Acrescente-se a isso, o imperativo contemporâneo do imediatismo que apela para respostas rápidas, em que não se valoriza o tempo de preparo e de elaboração. Tudo deve chegar pronto e rapidamente. A psicanálise vai na contramão desse discurso, pois é preciso tempo para “per-laborar”. Reservar um ou mais horários semanais para falar de si e enfrentar o encontro com sua própria verdade, durante anos a fio, pode parecer um desperdício de tempo para aqueles que visam resultados rápidos, soluções imediatistas e seguem o lema time is money.
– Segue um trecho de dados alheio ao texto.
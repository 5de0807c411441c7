pub mod message;
pub mod snapshot;

pub use message::{ClassId, DecodedMessage, FieldValue, MessageField, MessageId, SenderId};
pub use snapshot::{now_ns, MessageSnapshot};
use msgtab::core::{DecodedMessage, FieldValue, MessageField};
use msgtab::record::{MessageIdentity, Recorder};
use msgtab::transport::SimulatedBus;
use msgtab::view::{MessageTree, PinKey, PinSet, PinState, PinnedRows, RowFilter, ViewError};

const SECOND: u64 = 1_000_000_000;

fn attitude(phi: f64) -> DecodedMessage {
    DecodedMessage::new(1, "telemetry", 6, "ATTITUDE")
        .with_field(
            MessageField::new("phi", "float", FieldValue::Float(phi))
                .with_unit("rad")
                .with_alt_unit("deg", 57.29578),
        )
        .with_field(MessageField::new("psi", "float", FieldValue::Float(0.0)).with_unit("rad"))
}

fn mode() -> DecodedMessage {
    DecodedMessage::new(1, "telemetry", 11, "PPRZ_MODE")
        .with_field(MessageField::new("ap_mode", "uint8", FieldValue::Int(2)).with_enum_label("AUTO2"))
}

fn recorder() -> Recorder {
    Recorder::new("test", SimulatedBus::new(), 10).unwrap()
}

#[test]
fn test_events_drive_tree() {
    let mut recorder = recorder();
    let events = recorder.subscribe_events();
    let mut tree = MessageTree::default();

    recorder.on_message_at(1, attitude(0.5), SECOND).unwrap();
    recorder.on_message_at(1, mode(), SECOND).unwrap();
    recorder.on_message_at(2, attitude(0.1), SECOND).unwrap();

    for event in events.try_iter() {
        tree.apply_event(&event, recorder.index(), SECOND).unwrap();
    }

    assert_eq!(tree.senders().len(), 2);
    assert_eq!(tree.message_count(1), 2);
    assert_eq!(tree.message_count(2), 1);

    let mode_row = tree.message(MessageIdentity::new(1, 1, 11)).unwrap();
    assert_eq!(mode_row.field("ap_mode").unwrap().value_text, "2 (AUTO2)");
}

#[test]
fn test_refresh_recovers_missed_events() {
    let mut recorder = recorder();
    let mut tree = MessageTree::default();

    recorder.on_message_at(3, attitude(0.5), SECOND).unwrap();
    recorder.on_message_at(3, attitude(0.6), 3 * SECOND).unwrap();

    assert_eq!(tree.refresh(recorder.index(), 4 * SECOND).unwrap(), 1);
    let row = tree.message(MessageIdentity::new(3, 1, 6)).unwrap();
    assert_eq!(row.age_secs, 1.0);
    assert_eq!(row.frequency_hz, 0.5);
    assert_eq!(row.reception, " 1s (0.5 Hz) ");
    assert_eq!(row.sort_key, 5);
    assert_eq!(row.field("phi").unwrap().value, FieldValue::Float(0.6));
}

#[test]
fn test_duplicate_class_is_reported() {
    let mut recorder = recorder();
    let mut tree = MessageTree::default();
    recorder.on_message_at(3, attitude(0.5), SECOND).unwrap();
    tree.refresh(recorder.index(), SECOND).unwrap();

    let err = tree.create_class(3, 1, "telemetry").unwrap_err();
    assert!(matches!(err, ViewError::ClassAlreadyExists { class_id: 1, .. }));
    assert!(err.to_string().contains("telemetry"));
}

#[test]
fn test_pins_filter_and_pinned_rows() {
    let mut recorder = recorder();
    recorder.on_message_at(1, attitude(0.5), SECOND).unwrap();
    recorder.on_message_at(2, attitude(0.7), SECOND).unwrap();
    recorder.on_message_at(2, mode(), SECOND).unwrap();

    let mut tree = MessageTree::default();
    tree.refresh(recorder.index(), SECOND).unwrap();

    let mut pins = PinSet::new(true);
    pins.set_message(MessageIdentity::new(1, 1, 6), true, recorder.index());
    tree.sync_pins(&pins);

    // Pinning propagated to sender 2
    let other = tree.message(MessageIdentity::new(2, 1, 6)).unwrap();
    assert_eq!(other.pin_state, PinState::Pinned);

    pins.set_field(&PinKey::new(MessageIdentity::new(2, 1, 6), "psi"), false, recorder.index());
    tree.sync_pins(&pins);
    assert_eq!(
        tree.message(MessageIdentity::new(1, 1, 6)).unwrap().pin_state,
        PinState::Partial
    );

    let mut filter = RowFilter::new();
    filter.set_pinned_only(true);
    assert_eq!(filter.message_count(&tree, 2), 1);

    let visible = filter.apply(&tree);
    let fields: Vec<&str> = visible[1].classes[0].messages[0].field_names().collect();
    assert_eq!(fields, vec!["phi"]);

    let rows = PinnedRows::collect(&pins, recorder.index(), 2 * SECOND, 5.0);
    assert_eq!(rows.len(), 2);
    assert_eq!(rows.rows()[0].reference, "1:telemetry:ATTITUDE:phi:57.29578");
    assert_eq!(rows.rows()[0].age_secs, 1.0);
}

#[test]
fn test_expand_threshold() {
    let mut recorder = recorder();
    recorder.on_message_at(1, attitude(0.5), SECOND).unwrap();
    recorder.on_message_at(1, mode(), SECOND).unwrap();

    let mut tree = MessageTree::default();
    tree.refresh(recorder.index(), SECOND).unwrap();

    let mut filter = RowFilter::new();
    assert!(filter.should_expand(&tree, 1, 5));
    assert!(!filter.should_expand(&tree, 1, 2));

    filter.set_pattern("mode").unwrap();
    assert!(filter.should_expand(&tree, 1, 2));
}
Todavia quem adentra esse universo deve estar advertido de que não apenas um processo de análise mas também o de formação seguem a produção artesanal, aquela que demanda tempo, investimento, perseverança para que a invenção e a criação de algo novo aconteçam. É o tempo subjetivo e não o cronológico que regula essa travessia: instante de ver, tempo de compreender e momento de concluir. Aqui não há fast-food!


Eu me utilizei de expressões americanas – self made man, time is money e fast food – para apontar a tendência de pasteurização da psicanálise que devemos recusar com afinco. Sabemos do que foi feito dessa velha senhora ao se adaptar à American way of life no século passado.


É de responsabilidade de todo psicanalista fazer a psicanálise perdurar, e nos apoiamos nas palavras de Lacan (2002/1974) para quem “é preciso que a psicanálise fracasse para que ela perdure”. Pois, se a psicanálise atendesse à imperiosa demanda social de suprimir o sintoma, de anular no sujeito qualquer forma de sofrimento, nada mais teria sido que um movimento autofágico, pois ela estaria a serviço de uma economia do gozo na qual o objeto reinaria e comandaria uma cultura sem sujeito.


Finalizo enfatizando que não há titulação que possa nomear alguém como psicanalista. Então, para aqueles que pela ignorância ou pela renegação desconsideram os anéis da formação, relembro uma canção infantil bastante conhecida: “A barata diz que tem um anel de formatura. É mentira da barata, ela tem a casca dura”. Tirem as conclusões de vocês!